Yes it does. It disassembles pdf1 by extracting pages 1-3 and disassembles pdf2 by extracting pages 4-5. Then re-assembles the two subsets into a new PDF.
You could extract page1 from pdf1 only and create a pdf, then page2 of pdf1 into a different PDF using something similar to:
<?xml version="1.0" encoding="UTF-8"?>
<DDX xmlns="http://ns.adobe.com/DDX/1.0/">
<PDF result="Final.pdf">
<PDF source="PDF1.pdf" pages="1"/>
</PDF>
<PDF result="Final2.pdf">
<PDF source="PDF1.pdf" pages="2"/>
</PDF>
</DDX>
You can also use the PDFFromBookmarks tag to generate a new document for each level 1 bookmark created in a PDF.

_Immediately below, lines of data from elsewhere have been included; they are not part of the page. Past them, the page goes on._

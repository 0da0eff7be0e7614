use serde::Serialize;
use serde_json::{Map, Value};
use std::collections::BTreeMap;
use std::collections::btree_map;
use std::fmt;
use tracing::warn;

use crate::error::{ValidationError, ValidationResult};

/// A dynamically-typed staging value.
///
/// Searches only ever carry the scalar variants. `Nested` appears under
/// `fields`, where it points at a row of another table.
#[derive(Debug, Clone, PartialEq, Serialize)]
#[serde(untagged)]
pub enum FieldValue {
    Number(f64),
    Bool(bool),
    String(String),
    Nested(NestedSearch),
}

impl FieldValue {
    /// True for numbers, booleans and strings.
    pub fn is_scalar(&self) -> bool {
        !matches!(self, Self::Nested(_))
    }

    pub fn kind_name(&self) -> &'static str {
        match self {
            Self::Number(_) => "number",
            Self::Bool(_) => "bool",
            Self::String(_) => "string",
            Self::Nested(_) => "nested search",
        }
    }

    pub fn as_str(&self) -> Option<&str> {
        match self {
            Self::String(s) => Some(s),
            _ => None,
        }
    }

    pub fn as_f64(&self) -> Option<f64> {
        match self {
            Self::Number(n) => Some(*n),
            _ => None,
        }
    }

    pub fn as_bool(&self) -> Option<bool> {
        match self {
            Self::Bool(b) => Some(*b),
            _ => None,
        }
    }

    pub fn as_nested(&self) -> Option<&NestedSearch> {
        match self {
            Self::Nested(n) => Some(n),
            _ => None,
        }
    }
}

impl fmt::Display for FieldValue {
    fn fmt(&self, f: &mut fmt::Formatter<'_>) -> fmt::Result {
        match self {
            // f64's Display drops the fraction of integral values: 1.0 -> "1".
            // It never switches to exponent form, so 1e21 prints all 22 digits.
            Self::Number(n) => write!(f, "{n}"),
            Self::Bool(b) => write!(f, "{b}"),
            Self::String(s) => f.write_str(s),
            Self::Nested(n) => write!(f, "{n}"),
        }
    }
}

impl From<f64> for FieldValue {
    fn from(n: f64) -> Self {
        Self::Number(n)
    }
}

impl From<i32> for FieldValue {
    fn from(n: i32) -> Self {
        Self::Number(f64::from(n))
    }
}

impl From<bool> for FieldValue {
    fn from(b: bool) -> Self {
        Self::Bool(b)
    }
}

impl From<&str> for FieldValue {
    fn from(s: &str) -> Self {
        Self::String(s.to_owned())
    }
}

impl From<String> for FieldValue {
    fn from(s: String) -> Self {
        Self::String(s)
    }
}

impl From<NestedSearch> for FieldValue {
    fn from(n: NestedSearch) -> Self {
        Self::Nested(n)
    }
}

/// Mapping from field name to value.
///
/// Keys are kept sorted, so iteration order never depends on insertion order.
#[derive(Debug, Clone, Default, PartialEq, Serialize)]
#[serde(transparent)]
pub struct FieldMap(BTreeMap<String, FieldValue>);

impl FieldMap {
    #[must_use]
    pub fn new() -> Self {
        Self::default()
    }

    /// Builder-style insert.
    #[must_use]
    pub fn with(mut self, key: impl Into<String>, value: impl Into<FieldValue>) -> Self {
        self.0.insert(key.into(), value.into());
        self
    }

    pub fn insert(&mut self, key: impl Into<String>, value: impl Into<FieldValue>) -> Option<FieldValue> {
        self.0.insert(key.into(), value.into())
    }

    pub fn get(&self, key: &str) -> Option<&FieldValue> {
        self.0.get(key)
    }

    pub fn contains_key(&self, key: &str) -> bool {
        self.0.contains_key(key)
    }

    pub fn len(&self) -> usize {
        self.0.len()
    }

    pub fn is_empty(&self) -> bool {
        self.0.is_empty()
    }

    /// Entries in ascending key order.
    pub fn iter(&self) -> btree_map::Iter<'_, String, FieldValue> {
        self.0.iter()
    }

    pub fn keys(&self) -> impl Iterator<Item = &str> {
        self.0.keys().map(String::as_str)
    }

    /// Same key set and pairwise equal values. No type coercion: `1` and
    /// `"1"` differ.
    pub fn equal(&self, other: &FieldMap) -> bool {
        self.len() == other.len() && self.exist_in(other)
    }

    /// Every entry of `self` is present in `other` with an equal value.
    pub fn exist_in(&self, other: &FieldMap) -> bool {
        self.0
            .iter()
            .all(|(k, v)| other.get(k).is_some_and(|o| o == v))
    }

    /// Decodes a JSON object whose values may only be scalars.
    pub(crate) fn decode_search(map: &Map<String, Value>) -> ValidationResult<Self> {
        let mut out = Self::new();
        for (key, value) in sorted_entries(map) {
            out.0.insert(key.clone(), decode_search_value(key, value)?);
        }
        Ok(out)
    }

    /// Decodes a JSON object of staged fields in key order.
    ///
    /// Decoding is strict up to and including the first nested search.
    /// Later entries go through [`extend_unchecked`](Self::extend_unchecked).
    pub(crate) fn decode_fields(map: &Map<String, Value>) -> ValidationResult<Self> {
        let mut out = Self::new();
        let mut entries = sorted_entries(map).into_iter();
        for (key, value) in entries.by_ref() {
            let decoded = decode_field_value(key, value)?;
            let nested = !decoded.is_scalar();
            out.0.insert(key.clone(), decoded);
            if nested {
                break;
            }
        }
        out.extend_unchecked(entries);
        Ok(out)
    }

    /// Adds entries that follow the deciding nested search. They are never
    /// checked, so values the model cannot hold are dropped instead of
    /// failing the record.
    pub(crate) fn extend_unchecked<'v>(
        &mut self,
        entries: impl IntoIterator<Item = (&'v String, &'v Value)>,
    ) {
        for (key, value) in entries {
            match decode_field_value(key, value) {
                Ok(decoded) => {
                    self.0.insert(key.clone(), decoded);
                }
                Err(e) => warn!(field = %key, error = %e, "Dropping unchecked field value"),
            }
        }
    }
}

impl<K: Into<String>, V: Into<FieldValue>> FromIterator<(K, V)> for FieldMap {
    fn from_iter<I: IntoIterator<Item = (K, V)>>(iter: I) -> Self {
        Self(iter.into_iter().map(|(k, v)| (k.into(), v.into())).collect())
    }
}

impl<'a> IntoIterator for &'a FieldMap {
    type Item = (&'a String, &'a FieldValue);
    type IntoIter = btree_map::Iter<'a, String, FieldValue>;

    fn into_iter(self) -> Self::IntoIter {
        self.0.iter()
    }
}

/// A sub-search embedded as a field value: "the row of `table` matching
/// `search_by`".
#[derive(Debug, Clone, PartialEq, Serialize)]
#[serde(rename_all = "camelCase")]
pub struct NestedSearch {
    pub table: String,
    pub search_by: FieldMap,
}

impl NestedSearch {
    pub fn new(table: impl Into<String>, search_by: FieldMap) -> Self {
        Self {
            table: table.into(),
            search_by,
        }
    }

    /// Recognizes `{ "table": <string>, "searchBy": <object> }`. Other keys
    /// are ignored.
    pub(crate) fn parse_shape<'v>(
        key: &str,
        obj: &'v Map<String, Value>,
    ) -> ValidationResult<(&'v str, &'v Map<String, Value>)> {
        let shape_error = || ValidationError::InvalidNestedSearchShape {
            key: key.to_owned(),
            value: Value::Object(obj.clone()).to_string(),
        };

        let table = obj.get("table").and_then(Value::as_str).ok_or_else(shape_error)?;
        let search_by = obj
            .get("searchBy")
            .and_then(Value::as_object)
            .ok_or_else(shape_error)?;
        Ok((table, search_by))
    }

    fn decode(key: &str, obj: &Map<String, Value>) -> ValidationResult<Self> {
        let (table, search_by) = Self::parse_shape(key, obj)?;
        Ok(Self {
            table: table.to_owned(),
            search_by: FieldMap::decode_search(search_by).map_err(|source| {
                ValidationError::Nested {
                    field: key.to_owned(),
                    source: Box::new(source),
                }
            })?,
        })
    }
}

impl fmt::Display for NestedSearch {
    fn fmt(&self, f: &mut fmt::Formatter<'_>) -> fmt::Result {
        write!(f, "{}(", self.table)?;
        for (i, (k, v)) in self.search_by.iter().enumerate() {
            if i > 0 {
                f.write_str(", ")?;
            }
            write!(f, "{k}={v}")?;
        }
        f.write_str(")")
    }
}

/// Entries of a JSON object in ascending key order, whatever order the map
/// keeps them in.
pub(crate) fn sorted_entries(map: &Map<String, Value>) -> Vec<(&String, &Value)> {
    let mut entries: Vec<_> = map.iter().collect();
    entries.sort_unstable_by(|a, b| a.0.cmp(b.0));
    entries
}

pub(crate) fn decode_search_value(key: &str, value: &Value) -> ValidationResult<FieldValue> {
    decode_scalar(value).ok_or_else(|| ValidationError::InvalidSearchValueType {
        key: key.to_owned(),
        value: value.to_string(),
    })
}

/// Decodes one staged field. Objects must be nested-search descriptors.
pub(crate) fn decode_field_value(key: &str, value: &Value) -> ValidationResult<FieldValue> {
    match value {
        Value::Object(obj) => Ok(FieldValue::Nested(NestedSearch::decode(key, obj)?)),
        other => decode_scalar(other).ok_or_else(|| ValidationError::InvalidFieldValueType {
            key: key.to_owned(),
            value: other.to_string(),
        }),
    }
}

fn decode_scalar(value: &Value) -> Option<FieldValue> {
    match value {
        Value::Bool(b) => Some(FieldValue::Bool(*b)),
        Value::Number(n) => n.as_f64().filter(|f| f.is_finite()).map(FieldValue::Number),
        Value::String(s) => Some(FieldValue::String(s.clone())),
        _ => None,
    }
}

<PDFsFromBookmarks prefix="stmt">
<PDF source="doc1.pdf"/>
</PDFsFromBookmarks>
You can get more info at http://livedocs.adobe.com/livecycle/8.2/ddxRef/000640.html
Jasmin
The Acrobat Javascript can't access the code of a bookmark,so I think we can also use a 3rd party program PDF splitter to split PDF files by pages or bookmark.